[Stored items]
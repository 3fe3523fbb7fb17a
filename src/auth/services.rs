use lazy_static::lazy_static;
use regex::Regex;
use tracing::{info, warn};

use super::session::Session;
use crate::api::ApiClient;
use crate::error::AuthError;

pub(crate) fn is_valid_email(email: &str) -> bool {
    lazy_static! {
        static ref EMAIL_RE: Regex = Regex::new(r"^[^@\s]+@[^@\s]+\.[^@\s]+$").unwrap();
    }
    EMAIL_RE.is_match(email)
}

/// Exchanges credentials for a session. Input is checked locally first so an
/// obviously bad email never reaches the server.
pub async fn login(client: &ApiClient, email: &str, password: &str) -> Result<Session, AuthError> {
    let email = email.trim().to_lowercase();
    if !is_valid_email(&email) {
        warn!(email = %email, "invalid email");
        return Err(AuthError::InvalidEmail);
    }
    if password.is_empty() {
        return Err(AuthError::EmptyPassword);
    }

    let token = client.login(&email, password).await?;
    let session = Session::from_token(token.access_token, token.token_type);
    info!(email = %email, subject = ?session.subject, "logged in");
    Ok(session)
}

◆ How to complete this task ◆
Quote only the lines from the one containing "let email = email.trim().to_lowercase();" through the final line of the records, with both ends included.

◆ Task solution ◆
    let email = email.trim().to_lowercase();
    if !is_valid_email(&email) {
        warn!(email = %email, "invalid email");
        return Err(AuthError::InvalidEmail);
    }
    if password.is_empty() {
        return Err(AuthError::EmptyPassword);
    }

    let token = client.login(&email, password).await?;
    let session = Session::from_token(token.access_token, token.token_type);
    info!(email = %email, subject = ?session.subject, "logged in");
    Ok(session)
}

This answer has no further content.